Most of the time I knead by hand, use 3 eggs for 2 cups of AP flour, knead, rest 15 min. roll and cut. I'm going to try semolina next.

JBroida
07-15-2011, 04:29 PM
i always like to do only semolina and egg yolks... i've done a bunch of other ones, but i just love the way it turns out

SpikeC
07-15-2011, 06:23 PM
I did ramen noodles last night. Using flour, water and kansui. Really nice and chewy!

mr drinky
07-15-2011, 07:29 PM
I think my next pasta is going to be pappardelle. For some reason it is impossible to find where I live and my wife has been begging for it. I know there are pappardelle cutters, but I saw some neat rolling technique on Iron Chef the other night. They always do pastas, so I have been paying attention to how they make it a bit more.

I also got "The Pasta Machine Coookbook" today and now my inspiration is going wild (too fast). There is a recipe for apricot corn pasta (semolina, cornmeal, and apricot nectar). I think I am going to substitute agave nectar when making pappardelle and serve it with some fish on top . Maybe thin cut walleye strips or catfish.

k.

JBroida
07-15-2011, 09:53 PM
I think my next pasta is going to be pappardelle. For some reason it is impossible to find where I live and my wife has been begging for it. I know there are pappardelle cutters, but I saw some neat rolling technique on Iron Chef the other night. They always do pastas, so I have been paying attention to how they make it a bit more.

I also got "The Pasta Machine Coookbook" today and now my inspiration is going wild (too fast). There is a recipe for apricot corn pasta (semolina, cornmeal, and apricot nectar). I think I am going to substitute agave nectar when making pappardelle and serve it with some fish on top . Maybe thin cut walleye strips or catfish.

k.

just roll out sheets, cut rectangles, and hand cut pappardelle... thats how everyone i know does it

mr drinky
07-15-2011, 11:06 PM
Yeah, that sheet thing was how I was going to do it, but this guy on IC rolled the sheets like a jelly roll and then cut it like a loin. It was easy to get uniform width.

k.

WildBoar
07-18-2011, 04:41 PM
Yeah, that sheet thing was how I was going to do it, but this guy on IC rolled the sheets like a jelly roll and then cut it like a loin. It was easy to get uniform width.

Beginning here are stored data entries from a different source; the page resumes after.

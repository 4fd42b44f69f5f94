use std::borrow::Cow;

use wgpu::util::DeviceExt;

use crate::asset_pipeline::materials::TextureData;

pub struct Texture {
    _texture: wgpu::Texture,
    pub(crate) view: wgpu::TextureView,
}

impl Texture {
    pub fn from_wgpu_texture(texture: wgpu::Texture) -> Self {
        let view = texture.create_view(&wgpu::TextureViewDescriptor::default());

        Self {
            _texture: texture,
            view,
        }
    }

    /// Uploads RGBA8 pixels, shrinking the image first if it exceeds the device limit.
    pub fn from_data(
        device: &wgpu::Device,
        queue: &wgpu::Queue,
        label: &str,
        data: &TextureData,
        format: wgpu::TextureFormat,
    ) -> Self {
        let data = fit_to_limit(data, device.limits().max_texture_dimension_2d);

        let texture = device.create_texture_with_data(
            queue,
            &wgpu::TextureDescriptor {
                label: Some(label),
                size: wgpu::Extent3d {
                    width: data.width,
                    height: data.height,
                    depth_or_array_layers: 1,
                },
                mip_level_count: 1,
                sample_count: 1,
                dimension: wgpu::TextureDimension::D2,
                format,
                usage: wgpu::TextureUsages::TEXTURE_BINDING | wgpu::TextureUsages::COPY_DST,
                view_formats: &[],
            },
            wgpu::util::TextureDataOrder::LayerMajor,
            &data.pixels,
        );

        Self::from_wgpu_texture(texture)
    }

    pub fn view(&self) -> &wgpu::TextureView {
        &self.view
    }
}

pub fn fit_to_limit(data: &TextureData, max_dimension: u32) -> Cow<'_, TextureData> {
    let largest = data.width.max(data.height);
    if largest <= max_dimension {
        return Cow::Borrowed(data);
    }

    let Some(image) = image::RgbaImage::from_raw(data.width, data.height, data.pixels.clone())
    else {
        log::warn!(
            "Texture data does not match its {}x{} size",
            data.width,
            data.height
        );
        return Cow::Owned(TextureData::solid([255, 0, 255, 255]));
    };

    let scale = max_dimension as f32 / largest as f32;
    let width = ((data.width as f32 * scale) as u32).clamp(1, max_dimension);
    let height = ((data.height as f32 * scale) as u32).clamp(1, max_dimension);

    log::info!(
        "Shrinking {}x{} texture to {}x{}",
        data.width,
        data.height,
        width,
        height
    );

    let resized =
        image::imageops::resize(&image, width, height, image::imageops::FilterType::Triangle);

    Cow::Owned(TextureData {
        width,
        height,
        pixels: resized.into_raw(),
    })
}

pub struct DepthTexture {
    texture: Texture,
    label: String,
}

impl DepthTexture {
    pub const DEPTH_FORMAT: wgpu::TextureFormat = wgpu::TextureFormat::Depth32Float;

    pub fn new(
        device: &wgpu::Device,
        config: &wgpu::SurfaceConfiguration,
        label: impl Into<String>,
    ) -> Self {
        let label: String = label.into();
        let texture = Self::create_wgpu_texture(device, config, &label);

        DepthTexture {
            texture: Texture::from_wgpu_texture(texture),
            label,
        }
    }

    fn create_wgpu_texture(
        device: &wgpu::Device,
        config: &wgpu::SurfaceConfiguration,
        label: &str,
    ) -> wgpu::Texture {
        let size = wgpu::Extent3d {
            width: config.width,
            height: config.height,
            depth_or_array_layers: 1,
        };

        device.create_texture(&wgpu::TextureDescriptor {
            label: Some(label),
            size,
            mip_level_count: 1,
            sample_count: 1,
            dimension: wgpu::TextureDimension::D2,
            format: Self::DEPTH_FORMAT,
            usage: wgpu::TextureUsages::RENDER_ATTACHMENT,
            view_formats: &[],
        })
    }

    pub fn resize(&mut self, device: &wgpu::Device, config: &wgpu::SurfaceConfiguration) {
        self.texture =
            Texture::from_wgpu_texture(Self::create_wgpu_texture(device, config, &self.label));
    }

    pub fn view(&self) -> &wgpu::TextureView {
        self.texture.view()
    }
}

#[cfg(test)]
mod tests {
    use super::*;

    #[test]
    fn small_textures_are_borrowed() {
        let data = TextureData::solid([1, 2, 3, 4]);
        assert!(matches!(fit_to_limit(&data, 8192), Cow::Borrowed(_)));
    }

    #[test]
    fn large_textures_keep_their_aspect() {
        let data = TextureData {
            width: 400,
            height: 200,
            pixels: vec![128; 400 * 200 * 4],
        };

        let fitted = fit_to_limit(&data, 100);
        assert_eq!((fitted.width, fitted.height), (100, 50));
        assert_eq!(fitted.pixels.len(), 100 * 50 * 4);
    }
}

k.That's how we have done it.

BTW, the best use of pappardelle is in pappardelle con cinghiale (my user name namesake) :hungry:

MadMel
07-19-2011, 07:03 AM
That's how we have done it.

BTW, the best use of pappardelle is in pappardelle con cinghiale (my user name namesake) :hungry:

+1 to that!!

Keith Neal
08-16-2011, 03:26 AM
I prefer the old fashioned recipe: 4 cups AP flour in the Kitchen Aid mixer and add eggs until the consistency is right -- usually 6. The heavy duty Kitchen Aid will knead it, though I ruined a little Kitchen Aid doing this. I always let the dough rest for 30 minutes after kneading. I freeze some of the dough. When thawed it is just like new. After rolling out, I usually use the fettucini cutter, but sometimes her ladyship likes the dough rolled out and put on the counter for her to cut by hand to desired odd shapes. Then flour one sliced green tomato (for two people) with salt and pepper, saute in olive oil, add milk and fresh ground nutmeg to build a Bechemel sauce, and toss in the cooked pasta. It usually requires a fair amount of pasta water to loosen. Delicious.